ACTIVITY — For the word "generated", find each line in the entries where it occurs and copy that line.

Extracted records
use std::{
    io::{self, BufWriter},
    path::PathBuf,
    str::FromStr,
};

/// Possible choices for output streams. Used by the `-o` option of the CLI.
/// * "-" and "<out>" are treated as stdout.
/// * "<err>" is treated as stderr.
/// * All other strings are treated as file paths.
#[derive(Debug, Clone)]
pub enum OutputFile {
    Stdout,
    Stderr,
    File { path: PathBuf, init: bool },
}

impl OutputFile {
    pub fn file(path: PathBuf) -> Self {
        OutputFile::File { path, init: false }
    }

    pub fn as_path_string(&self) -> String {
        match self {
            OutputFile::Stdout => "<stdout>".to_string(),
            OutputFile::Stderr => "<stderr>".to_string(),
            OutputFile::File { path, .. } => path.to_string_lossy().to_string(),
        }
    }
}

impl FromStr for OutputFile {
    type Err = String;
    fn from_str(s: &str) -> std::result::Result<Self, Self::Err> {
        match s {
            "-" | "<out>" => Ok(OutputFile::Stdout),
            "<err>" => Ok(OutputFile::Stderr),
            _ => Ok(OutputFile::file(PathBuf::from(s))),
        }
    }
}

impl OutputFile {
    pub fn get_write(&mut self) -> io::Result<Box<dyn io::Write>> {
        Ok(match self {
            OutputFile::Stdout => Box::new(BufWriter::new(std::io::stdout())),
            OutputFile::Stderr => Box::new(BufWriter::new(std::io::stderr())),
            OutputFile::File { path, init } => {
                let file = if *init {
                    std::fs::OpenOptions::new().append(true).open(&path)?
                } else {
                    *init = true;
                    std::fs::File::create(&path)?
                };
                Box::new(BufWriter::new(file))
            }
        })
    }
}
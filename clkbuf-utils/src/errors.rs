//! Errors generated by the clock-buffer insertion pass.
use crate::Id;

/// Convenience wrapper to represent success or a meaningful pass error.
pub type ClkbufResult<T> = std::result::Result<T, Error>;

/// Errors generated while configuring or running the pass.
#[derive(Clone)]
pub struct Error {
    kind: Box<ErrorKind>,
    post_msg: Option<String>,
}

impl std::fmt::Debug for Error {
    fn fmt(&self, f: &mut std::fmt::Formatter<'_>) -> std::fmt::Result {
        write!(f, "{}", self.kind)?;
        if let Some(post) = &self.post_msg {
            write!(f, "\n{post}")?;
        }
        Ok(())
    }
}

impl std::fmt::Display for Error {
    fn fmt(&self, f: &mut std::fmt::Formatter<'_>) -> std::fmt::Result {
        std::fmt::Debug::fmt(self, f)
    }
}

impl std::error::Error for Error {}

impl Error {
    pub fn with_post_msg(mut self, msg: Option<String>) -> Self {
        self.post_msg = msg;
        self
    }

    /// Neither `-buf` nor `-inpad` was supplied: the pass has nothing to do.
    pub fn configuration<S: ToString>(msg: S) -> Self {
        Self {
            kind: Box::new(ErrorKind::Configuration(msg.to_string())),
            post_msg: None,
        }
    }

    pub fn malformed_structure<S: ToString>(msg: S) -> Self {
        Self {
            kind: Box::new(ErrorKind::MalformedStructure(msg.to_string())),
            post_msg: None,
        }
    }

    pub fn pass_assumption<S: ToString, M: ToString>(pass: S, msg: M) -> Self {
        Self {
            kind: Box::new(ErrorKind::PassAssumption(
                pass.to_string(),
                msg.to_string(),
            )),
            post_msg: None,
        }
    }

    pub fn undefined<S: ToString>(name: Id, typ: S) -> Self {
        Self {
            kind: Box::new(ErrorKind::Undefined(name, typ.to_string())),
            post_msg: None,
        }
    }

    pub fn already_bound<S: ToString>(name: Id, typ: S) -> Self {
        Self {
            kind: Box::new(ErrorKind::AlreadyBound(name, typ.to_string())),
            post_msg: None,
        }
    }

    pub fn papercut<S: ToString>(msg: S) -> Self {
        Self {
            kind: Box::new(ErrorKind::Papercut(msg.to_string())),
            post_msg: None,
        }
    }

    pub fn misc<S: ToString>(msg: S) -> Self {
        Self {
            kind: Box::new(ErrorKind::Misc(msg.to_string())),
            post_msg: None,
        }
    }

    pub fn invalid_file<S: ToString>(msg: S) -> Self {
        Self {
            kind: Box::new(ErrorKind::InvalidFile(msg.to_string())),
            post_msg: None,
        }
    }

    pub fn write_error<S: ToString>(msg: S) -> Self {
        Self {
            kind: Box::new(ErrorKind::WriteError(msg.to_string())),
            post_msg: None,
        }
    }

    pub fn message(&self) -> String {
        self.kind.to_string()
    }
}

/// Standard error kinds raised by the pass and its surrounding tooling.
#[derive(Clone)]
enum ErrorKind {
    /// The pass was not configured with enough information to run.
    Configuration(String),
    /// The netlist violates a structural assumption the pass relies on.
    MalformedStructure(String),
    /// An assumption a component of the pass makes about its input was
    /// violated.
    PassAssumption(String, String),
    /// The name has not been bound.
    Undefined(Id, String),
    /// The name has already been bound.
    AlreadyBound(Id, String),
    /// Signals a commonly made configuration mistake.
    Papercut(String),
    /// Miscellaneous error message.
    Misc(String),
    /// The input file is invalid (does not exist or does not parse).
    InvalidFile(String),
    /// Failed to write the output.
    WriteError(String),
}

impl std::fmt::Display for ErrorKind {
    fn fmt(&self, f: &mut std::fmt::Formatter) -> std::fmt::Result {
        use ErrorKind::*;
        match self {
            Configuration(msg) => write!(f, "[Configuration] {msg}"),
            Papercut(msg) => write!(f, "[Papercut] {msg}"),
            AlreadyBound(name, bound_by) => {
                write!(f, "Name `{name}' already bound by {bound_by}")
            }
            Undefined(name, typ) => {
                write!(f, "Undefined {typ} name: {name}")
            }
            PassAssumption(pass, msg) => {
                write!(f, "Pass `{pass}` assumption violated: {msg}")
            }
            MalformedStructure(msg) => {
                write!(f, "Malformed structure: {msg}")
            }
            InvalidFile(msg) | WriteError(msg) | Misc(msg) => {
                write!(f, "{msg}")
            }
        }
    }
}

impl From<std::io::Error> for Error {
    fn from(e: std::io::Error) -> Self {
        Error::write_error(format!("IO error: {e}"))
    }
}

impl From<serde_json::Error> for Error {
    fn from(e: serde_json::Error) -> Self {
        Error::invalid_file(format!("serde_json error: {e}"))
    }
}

EXERCISE ANSWER —
//! Errors generated by the clock-buffer insertion pass.
/// Errors generated while configuring or running the pass.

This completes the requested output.